## WORK TASK
Where the string "Serialize" appears in a line of the material below, copy that line.
----- DATA FOR PROCESSING -----
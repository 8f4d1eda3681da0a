//! Pipeline error types

use mp_core::{PortalError, ValidationErrors};
use thiserror::Error;

use crate::gate::GateError;
use crate::task::TaskId;
use crate::validate::RejectionReason;

/// Errors raised while staging or queueing uploads
#[derive(Debug, Error, Clone)]
pub enum UploadError {
    #[error("An identifier is required before uploading")]
    MissingIdentifier,

    #[error("Files failed validation: {0}")]
    Invalid(ValidationErrors),

    #[error("Upload queue is closed")]
    QueueClosed,

    #[error("Task {0} is not a failed upload")]
    NotRetryable(TaskId),

    #[error(transparent)]
    Gate(#[from] GateError),
}

/// Errors that abort a reupload
#[derive(Debug, Error)]
pub enum ReuploadError {
    #[error("{file_name}: {reason}")]
    Rejected {
        file_name: String,
        reason: RejectionReason,
    },

    #[error("Failed to delete {filename}: {}", .source.user_message())]
    DeleteFailed {
        filename: String,
        #[source]
        source: PortalError,
    },

    #[error(transparent)]
    Gate(#[from] GateError),

    #[error(transparent)]
    Upload(#[from] UploadError),
}

pub type UploadResult<T> = Result<T, UploadError>;
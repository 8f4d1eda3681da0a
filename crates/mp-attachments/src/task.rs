//! Upload task board
//!
//! Per-file upload state, keyed by a monotonic task id. Every change
//! publishes a fresh `Arc` snapshot, so readers never observe a map that is
//! being mutated and can diff successive snapshots.

use std::collections::BTreeMap;
use std::sync::atomic::{AtomicU64, Ordering};
use std::sync::Arc;

use chrono::{DateTime, Utc};
use parking_lot::Mutex;
use serde::Serialize;
use tokio::sync::watch;

/// Identifier of one upload task, unique per board
#[derive(Debug, Clone, Copy, PartialEq, Eq, PartialOrd, Ord, Hash, Serialize)]
#[serde(transparent)]
pub struct TaskId(u64);

impl TaskId {
    pub fn value(&self) -> u64 {
        self.0
    }
}

impl std::fmt::Display for TaskId {
    fn fmt(&self, f: &mut std::fmt::Formatter<'_>) -> std::fmt::Result {
        write!(f, "task-{}", self.0)
    }
}

#[derive(Debug, Clone, Copy, PartialEq, Eq, Serialize)]
#[serde(rename_all = "snake_case")]
pub enum TaskStatus {
    Uploading,
    Completed,
    Error,
}

/// State of one file travelling through the queue
#[derive(Debug, Clone, PartialEq, Eq, Serialize)]
pub struct UploadTask {
    pub id: TaskId,
    pub file_name: String,
    pub submitted_at: DateTime<Utc>,
    /// 0 while in flight, 100 once the server accepted the file
    pub progress: u8,
    pub status: TaskStatus,
    pub error: Option<String>,
}

impl UploadTask {
    /// Display key combining submission time and file name.
    pub fn display_key(&self) -> String {
        format!("{}-{}", self.submitted_at.timestamp_millis(), self.file_name)
    }
}

pub type TaskSnapshot = Arc<BTreeMap<TaskId, UploadTask>>;

pub struct TaskBoard {
    next_id: AtomicU64,
    tasks: watch::Sender<TaskSnapshot>,
    writer: Mutex<()>,
}

impl Default for TaskBoard {
    fn default() -> Self {
        Self::new()
    }
}

impl TaskBoard {
    pub fn new() -> Self {
        let (tasks, _) = watch::channel(Arc::new(BTreeMap::new()));
        Self {
            next_id: AtomicU64::new(1),
            tasks,
            writer: Mutex::new(()),
        }
    }

    pub fn snapshot(&self) -> TaskSnapshot {
        self.tasks.borrow().clone()
    }

    pub fn subscribe(&self) -> watch::Receiver<TaskSnapshot> {
        self.tasks.subscribe()
    }

    pub fn get(&self, id: TaskId) -> Option<UploadTask> {
        self.tasks.borrow().get(&id).cloned()
    }

    pub fn is_empty(&self) -> bool {
        self.tasks.borrow().is_empty()
    }

    /// Copy the current map, apply `f`, publish the copy.
    fn update<R>(&self, f: impl FnOnce(&mut BTreeMap<TaskId, UploadTask>) -> R) -> R {
        let _writer = self.writer.lock();
        let mut next = (**self.tasks.borrow()).clone();
        let result = f(&mut next);
        self.tasks.send_replace(Arc::new(next));
        result
    }

    pub(crate) fn start(&self, file_name: &str) -> TaskId {
        let id = TaskId(self.next_id.fetch_add(1, Ordering::SeqCst));
        let task = UploadTask {
            id,
            file_name: file_name.to_string(),
            submitted_at: Utc::now(),
            progress: 0,
            status: TaskStatus::Uploading,
            error: None,
        };
        self.update(|tasks| {
            tasks.insert(id, task);
        });
        id
    }

    pub(crate) fn complete(&self, id: TaskId) {
        self.update(|tasks| {
            if let Some(task) = tasks.get_mut(&id) {
                task.status = TaskStatus::Completed;
                task.progress = 100;
                task.error = None;
            }
        });
    }

    pub(crate) fn fail(&self, id: TaskId, message: impl Into<String>) {
        let message = message.into();
        self.update(|tasks| {
            if let Some(task) = tasks.get_mut(&id) {
                task.status = TaskStatus::Error;
                task.progress = 0;
                task.error = Some(message);
            }
        });
    }

    /// Remove a task only if it is still in `status`.
    pub(crate) fn remove_if(&self, id: TaskId, status: TaskStatus) -> Option<UploadTask> {
        self.update(|tasks| {
            if tasks.get(&id).map(|t| t.status) == Some(status) {
                tasks.remove(&id)
            } else {
                None
            }
        })
    }
}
-----
## RESULT BELOW
use serde::Serialize;
#[derive(Debug, Clone, Copy, PartialEq, Eq, PartialOrd, Ord, Hash, Serialize)]
#[derive(Debug, Clone, Copy, PartialEq, Eq, Serialize)]
#[derive(Debug, Clone, PartialEq, Eq, Serialize)]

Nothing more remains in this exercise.